James E. Dyck - Santiago, Nayarit, Mexico Print E-mail

James Dyck-A story of what God did for me-

James E. Dyck - Santiago, Nayarit, Mexico

Thirty-one years old, a hard work’n farmer, smoked like a chimney, liked the feel of the bottle in his hand. He was religiously active at church, believed that God only hears and speaks in German, had a family of eight children, six rambunctious boys and two little girls that where to young to tell what thy are going to be like. Had a Christian neighbour that prayed for God to show Pa that he could go to heaven, and was plum and plain scared to die and meet God. That’s my grandpa all wrapped up in one phrase before he came to understand what he knows now about God.

The neighbour that he had, drove him nuts because he prayed for him all the time, but not only that, but my Pa thought that he lived a “holier” life than his Christian neighbour because Pa didn’t have a TV or a Radio like his Christian neighbour, it was a religious thing that the church taught. The church said: you gotta live a good life, stay away from the world, don’t do anything bad and God will put your good stuff and your bad stuff on a balance and if the good outweighs the bad, then God will let you into heaven.  

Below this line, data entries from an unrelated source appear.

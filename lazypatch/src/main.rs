//! Command-line front end: walks directory trees, groups the `.class`
//! files found there, runs the patcher and overwrites each patched
//! file in place. Exit code 0 means no failures.

use std::collections::BTreeMap;
use std::fs;
use std::path::{Path, PathBuf};
use std::process::ExitCode;

use clap::Parser;
use tracing::debug;
use tracing_subscriber::EnvFilter;

use jclass::class_file::ClassHeader;
use lazyup::hierarchy::ClassHierarchy;
use lazyup::{group, patch, PatchResult};

const GREEN: &str = "\x1b[32m";
const YELLOW: &str = "\x1b[33m";
const RED: &str = "\x1b[31m";
const RESET: &str = "\x1b[0m";

#[derive(Parser, Debug)]
#[command(author, version, about = "Upgrade 3.0-3.7 lazy vals to the 3.8 VarHandle layout")]
struct Args {
    /// Class files or directories to patch recursively
    #[arg(value_name = "PATHS", required = true)]
    paths: Vec<PathBuf>,

    /// Report what would change without writing anything
    #[arg(long)]
    dry_run: bool,

    /// Disable colored status output
    #[arg(long)]
    no_color: bool,

    /// Verbose tracing (same as RUST_LOG=debug)
    #[arg(short, long)]
    verbose: bool,
}

fn collect_class_files(path: &Path, found: &mut Vec<PathBuf>) -> Result<(), String> {
    if path.is_dir() {
        let mut entries: Vec<PathBuf> = fs::read_dir(path)
            .map_err(|error| format!("cannot read {}: {error}", path.display()))?
            .filter_map(|entry| entry.ok().map(|entry| entry.path()))
            .collect();
        entries.sort();
        for entry in entries {
            collect_class_files(&entry, found)?;
        }
        return Ok(());
    }
    if path.extension().and_then(|ext| ext.to_str()) == Some("class") {
        found.push(path.to_path_buf());
    }
    Ok(())
}

struct Status<'a> {
    color: &'a str,
    word: &'a str,
}

fn print_status(args: &Args, status: Status, names: &[&str], detail: Option<&str>) {
    let joined = names.join(" + ");
    let (color, reset) = if args.no_color {
        ("", "")
    } else {
        (status.color, RESET)
    };
    match detail {
        Some(detail) => println!("{color}{:>8}{reset} {joined}\n{detail}", status.word),
        None => println!("{color}{:>8}{reset} {joined}", status.word),
    }
}

fn write_patched(
    paths: &BTreeMap<String, PathBuf>,
    name: &str,
    bytes: &[u8],
    dry_run: bool,
) -> Result<(), String> {
    if dry_run {
        return Ok(());
    }
    let path = paths
        .get(name)
        .ok_or_else(|| format!("no source path recorded for {name}"))?;
    fs::write(path, bytes).map_err(|error| format!("cannot write {}: {error}", path.display()))
}

fn run(args: &Args) -> Result<bool, String> {
    let mut files = Vec::new();
    for path in &args.paths {
        collect_class_files(path, &mut files)?;
    }
    debug!(count = files.len(), "collected class files");

    let mut bytes_by_name: BTreeMap<String, Vec<u8>> = BTreeMap::new();
    let mut path_by_name: BTreeMap<String, PathBuf> = BTreeMap::new();
    for path in &files {
        let bytes =
            fs::read(path).map_err(|error| format!("cannot read {}: {error}", path.display()))?;
        let header = ClassHeader::from_bytes(&bytes)
            .map_err(|error| format!("{}: {error}", path.display()))?;
        path_by_name.insert(header.name.clone(), path.clone());
        bytes_by_name.insert(header.name, bytes);
    }

    let groups = group(&bytes_by_name).map_err(|error| error.to_string())?;

    let lookup_map = bytes_by_name.clone();
    let hierarchy = ClassHierarchy::new(move |name: &str| lookup_map.get(name).cloned());

    let mut failed = false;
    for class_group in &groups {
        let names: Vec<&str> = class_group.names();
        match patch(class_group, Some(&hierarchy)) {
            PatchResult::NotApplicable => {
                print_status(args, Status { color: YELLOW, word: "skipped" }, &names, None);
            }
            PatchResult::Patched { name, bytes } => {
                write_patched(&path_by_name, &name, &bytes, args.dry_run)?;
                print_status(
                    args,
                    Status { color: GREEN, word: "patched" },
                    &[name.as_str()],
                    None,
                );
            }
            PatchResult::PatchedPair {
                module_name,
                companion_name,
                module_bytes,
                companion_bytes,
            } => {
                write_patched(&path_by_name, &module_name, &module_bytes, args.dry_run)?;
                write_patched(&path_by_name, &companion_name, &companion_bytes, args.dry_run)?;
                print_status(
                    args,
                    Status { color: GREEN, word: "patched" },
                    &[module_name.as_str(), companion_name.as_str()],
                    None,
                );
            }
            PatchResult::Failed { diagnostic } => {
                failed = true;
                print_status(
                    args,
                    Status { color: RED, word: "failed" },
                    &names,
                    Some(&diagnostic),
                );
            }
        }
    }
    Ok(!failed)
}

fn main() -> ExitCode {
    let args = Args::parse();
    let filter = if args.verbose {
        EnvFilter::new("debug")
    } else {
        EnvFilter::from_default_env()
    };
    tracing_subscriber::fmt()
        .with_env_filter(filter)
        .with_writer(std::io::stderr)
        .init();

    match run(&args) {
        Ok(true) => ExitCode::SUCCESS,
        Ok(false) => ExitCode::FAILURE,
        Err(message) => {
            eprintln!("{RED}error{RESET}: {message}");
            ExitCode::FAILURE
        }
    }
}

One day in the summer, and the summer isn’t all that long in Manitoba, Canada, it seems to me that I could never really tell when it had come and gone it was so short, Pa was making hay bales along with his pray’n neighbour. The “Christian” got mad and Pa thought to himself “told you I was better”. However, a short while later Pa couldn’t find his friend, so he went looking for him, there he found him in behind the stack of bales on his knees crying out to God for forgiveness. This time Pa thought, “This man knows God”.  Grandpa will tell you, if you sit down beside his old chair with the sheep skin on it and listen to him, that that day out in the field, got him to thinking about God and Pa’s sins.

Not to long after that day in the field, Grandpa’s good pray’n neighbour died, and Pa went to the funeral. For the first time in his life her heard a preacher stand up and talk about God loving Pa so much that he sent His only Son to die to pay for Grandpa’s sin. Pa came out of the church and “lit up” and stood in a circle with a bunch of his drink’n buddies. One of whom Pa thought, was the worst, spoke up and said: “If you want the truth the preacher preached it today”. Grandpa slipped away from the group and went home without being able to stop thinking about what he had heard.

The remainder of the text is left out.